** Opening Data shown block **
use anyhow::{Context, Result};
use serde::{Deserialize, Serialize};
use std::path::{Path, PathBuf};
use std::time::Duration;

#[derive(Debug, Clone, Serialize, Deserialize)]
pub struct Config {
    #[serde(default = "default_db_path")]
    pub db_path: PathBuf,

    #[serde(default)]
    pub storage: StorageConfig,

    #[serde(default)]
    pub services: ServicesConfig,

    #[serde(default)]
    pub ingest: IngestConfig,

    #[serde(default)]
    pub sync: SyncConfig,

    #[serde(default)]
    pub search: SearchConfig,

    #[serde(default)]
    pub transform: TransformConfig,
}

#[derive(Debug, Clone, Serialize, Deserialize)]
pub struct StorageConfig {
    /// Root directory for stored rasters; blob paths are relative to it.
    #[serde(default = "default_storage_root")]
    pub root: PathBuf,
}

fn default_storage_root() -> PathBuf {
    dirs::data_dir()
        .unwrap_or_else(|| PathBuf::from("."))
        .join("objdex")
        .join("blobs")
}

impl Default for StorageConfig {
    fn default() -> Self {
        Self {
            root: default_storage_root(),
        }
    }
}

/// Location and per-call timeouts of the detection/description/index service.
#[derive(Debug, Clone, Serialize, Deserialize)]
pub struct ServicesConfig {
    #[serde(default = "default_base_url")]
    pub base_url: String,

    #[serde(default = "default_connect_timeout")]
    pub connect_timeout_secs: u64,

    #[serde(default = "default_detect_timeout")]
    pub detect_timeout_secs: u64,

    #[serde(default = "default_describe_timeout")]
    pub describe_timeout_secs: u64,

    #[serde(default = "default_index_timeout")]
    pub index_timeout_secs: u64,
}

fn default_base_url() -> String {
    "http://127.0.0.1:5000".to_string()
}

fn default_connect_timeout() -> u64 {
    5
}

fn default_detect_timeout() -> u64 {
    60
}

fn default_describe_timeout() -> u64 {
    30
}

fn default_index_timeout() -> u64 {
    15
}

impl ServicesConfig {
    pub fn connect_timeout(&self) -> Duration {
        Duration::from_secs(self.connect_timeout_secs)
    }

    pub fn detect_timeout(&self) -> Duration {
        Duration::from_secs(self.detect_timeout_secs)
    }

    pub fn describe_timeout(&self) -> Duration {
        Duration::from_secs(self.describe_timeout_secs)
    }

    pub fn index_timeout(&self) -> Duration {
        Duration::from_secs(self.index_timeout_secs)
    }
}

impl Default for ServicesConfig {
    fn default() -> Self {
        Self {
            base_url: default_base_url(),
            connect_timeout_secs: default_connect_timeout(),
            detect_timeout_secs: default_detect_timeout(),
            describe_timeout_secs: default_describe_timeout(),
            index_timeout_secs: default_index_timeout(),
        }
    }
}

#[derive(Debug, Clone, Serialize, Deserialize)]
pub struct IngestConfig {
    #[serde(default = "default_image_extensions")]
    pub image_extensions: Vec<String>,
}

fn default_image_extensions() -> Vec<String> {
    vec![
        "jpg".to_string(),
        "jpeg".to_string(),
        "png".to_string(),
        "webp".to_string(),
    ]
}

impl Default for IngestConfig {
    fn default() -> Self {
        Self {
            image_extensions: default_image_extensions(),
        }
    }
}

#[derive(Debug, Clone, Serialize, Deserialize)]
pub struct SyncConfig {
    /// Worker threads for describe calls. 1 keeps them sequential.
    #[serde(default = "default_describe_workers")]
    pub describe_workers: usize,
}

fn default_describe_workers() -> usize {
    4
}

impl Default for SyncConfig {
    fn default() -> Self {
        Self {
            describe_workers: default_describe_workers(),
        }
    }
}

#[derive(Debug, Clone, Serialize, Deserialize)]
pub struct SearchConfig {
    #[serde(default = "default_top_k")]
    pub top_k: usize,
}

fn default_top_k() -> usize {
    12
}

impl Default for SearchConfig {
    fn default() -> Self {
        Self {
            top_k: default_top_k(),
        }
    }
}

#[derive(Debug, Clone, Serialize, Deserialize)]
pub struct TransformConfig {
    #[serde(default = "default_jpeg_quality")]
    pub jpeg_quality: u8,

    /// Upper bound for requested resize dimensions.
    #[serde(default = "default_max_dimension")]
    pub max_dimension: u32,

    /// Record the source image as `parent_image_id` on derived images.
    #[serde(default = "default_record_parent")]
    pub record_parent: bool,
}

fn default_jpeg_quality() -> u8 {
    92
}

fn default_max_dimension() -> u32 {
    5000
}

fn default_record_parent() -> bool {
    true
}

impl Default for TransformConfig {
    fn default() -> Self {
        Self {
            jpeg_quality: default_jpeg_quality(),
            max_dimension: default_max_dimension(),
            record_parent: default_record_parent(),
        }
    }
}

fn default_db_path() -> PathBuf {
    dirs::data_dir()
        .unwrap_or_else(|| PathBuf::from("."))
        .join("objdex")
        .join("objdex.db")
}

impl Default for Config {
    fn default() -> Self {
        Self {
            db_path: default_db_path(),
            storage: StorageConfig::default(),
            services: ServicesConfig::default(),
            ingest: IngestConfig::default(),
            sync: SyncConfig::default(),
            search: SearchConfig::default(),
            transform: TransformConfig::default(),
        }
    }
}

impl Config {
    /// Load from `OBJDEX_CONFIG` or the default location, writing a default
    /// file when none exists yet.
    pub fn load() -> Result<Self> {
        let config_path = Self::config_path();

        if config_path.exists() {
            Self::load_from(&config_path)
        } else {
            let config = Config::default();
            config.save_to(&config_path)?;
            Ok(config)
        }
    }

    pub fn load_from(path: &Path) -> Result<Self> {
        let content = std::fs::read_to_string(path)
            .with_context(|| format!("Failed to read config {}", path.display()))?;
        let config: Config = toml::from_str(&content)
            .with_context(|| format!("Failed to parse config {}", path.display()))?;
        Ok(config)
    }

    pub fn save_to(&self, path: &Path) -> Result<()> {
        if let Some(parent) = path.parent() {
            std::fs::create_dir_all(parent)?;
        }

        let content = toml::to_string_pretty(self)?;
        std::fs::write(path, content)?;

        Ok(())
    }

    pub fn config_dir() -> PathBuf {
        dirs::config_dir()
            .unwrap_or_else(|| PathBuf::from("."))
            .join("objdex")
    }

    fn config_path() -> PathBuf {
        if let Ok(path) = std::env::var("OBJDEX_CONFIG") {
            return PathBuf::from(path);
        }
        Self::config_dir().join("config.toml")
    }
}
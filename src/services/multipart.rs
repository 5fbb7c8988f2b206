//! Minimal `multipart/form-data` encoder for the upload endpoints.

use std::sync::atomic::{AtomicU64, Ordering};

pub struct MultipartForm {
    boundary: String,
    body: Vec<u8>,
}

impl MultipartForm {
    pub fn new() -> Self {
        static COUNTER: AtomicU64 = AtomicU64::new(0);

        let nanos = chrono::Utc::now().timestamp_nanos_opt().unwrap_or_default();
        let seq = COUNTER.fetch_add(1, Ordering::Relaxed);
        Self {
            boundary: format!("----objdex-{:x}-{:x}", nanos, seq),
            body: Vec::new(),
        }
    }

    pub fn text(mut self, name: &str, value: &str) -> Self {
        self.open_part();
        self.body.extend_from_slice(
            format!("Content-Disposition: form-data; name=\"{}\"\r\n\r\n", name).as_bytes(),
        );
        self.body.extend_from_slice(value.as_bytes());
        self.body.extend_from_slice(b"\r\n");
        self
    }

    pub fn file(mut self, name: &str, filename: &str, data: &[u8]) -> Self {
        self.open_part();
        self.body.extend_from_slice(
            format!(
                "Content-Disposition: form-data; name=\"{}\"; filename=\"{}\"\r\nContent-Type: {}\r\n\r\n",
                name,
                escape_quotes(filename),
                mime_for(filename)
            )
            .as_bytes(),
        );
        self.body.extend_from_slice(data);
        self.body.extend_from_slice(b"\r\n");
        self
    }

    /// Close the form, returning the `Content-Type` header value and body.
    pub fn finish(mut self) -> (String, Vec<u8>) {
        self.body
            .extend_from_slice(format!("--{}--\r\n", self.boundary).as_bytes());
        (
            format!("multipart/form-data; boundary={}", self.boundary),
            self.body,
        )
    }

    fn open_part(&mut self) {
        self.body
            .extend_from_slice(format!("--{}\r\n", self.boundary).as_bytes());
    }
}

impl Default for MultipartForm {
    fn default() -> Self {
        Self::new()
    }
}

fn escape_quotes(filename: &str) -> String {
    filename.replace('"', "%22").replace(['\r', '\n'], "")
}

/// MIME type guessed from the file extension.
pub fn mime_for(filename: &str) -> &'static str {
    let ext = filename
        .rsplit_once('.')
        .map(|(_, ext)| ext.to_lowercase())
        .unwrap_or_default();
    match ext.as_str() {
        "jpg" | "jpeg" => "image/jpeg",
        "png" => "image/png",
        "gif" => "image/gif",
        "webp" => "image/webp",
        _ => "application/octet-stream",
    }
}
//! Error taxonomy shared by every pipeline entry point.
//!
//! Per-item failures inside batch operations (ingesting many files,
//! describing many detections) are logged and counted by the caller and
//! never surface here. Whole-operation failures (search, a single
//! transform) propagate as one of these variants with enough context to
//! retry deliberately.

use thiserror::Error;

pub type Result<T> = std::result::Result<T, Error>;

#[derive(Debug, Error)]
pub enum Error {
    /// Detection, description or index service unreachable, timed out, or
    /// answered with a non-success envelope.
    #[error("{service} service unavailable: {reason}")]
    UpstreamUnavailable { service: &'static str, reason: String },

    /// The similarity index refused or failed a class-scoped query.
    #[error("similarity search unavailable for class {class_id}: {reason}")]
    SearchUnavailable { class_id: i64, reason: String },

    #[error("detection {detection_id} has no descriptor; run processing on its image first")]
    MissingDescriptor { detection_id: i64 },

    #[error("invalid geometry: {0}")]
    GeometryInvalid(String),

    #[error("source raster for image {image_id} is unreadable: {reason}")]
    SourceUnreadable { image_id: i64, reason: String },

    #[error("invalid selection: {0}")]
    InvalidSelection(String),

    #[error("failed to write {path}: {reason}")]
    WriteFailed { path: String, reason: String },

    #[error("persistence failure: {0}")]
    PersistenceFailure(#[from] rusqlite::Error),

    #[error("validation failure: {0}")]
    ValidationFailure(String),

    #[error("{entity} {id} not found")]
    NotFound { entity: &'static str, id: i64 },
}

impl Error {
    pub(crate) fn upstream(service: &'static str, reason: impl ToString) -> Self {
        Error::UpstreamUnavailable {
            service,
            reason: reason.to_string(),
        }
    }

    /// True for failures where rerunning the same operation later may succeed.
    pub fn is_transient(&self) -> bool {
        matches!(
            self,
            Error::UpstreamUnavailable { .. } | Error::SearchUnavailable { .. }
        )
    }
}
** Closing Data shown block **
Within the entries above, how many lines contain "Disposition"? Respond with the number only.

2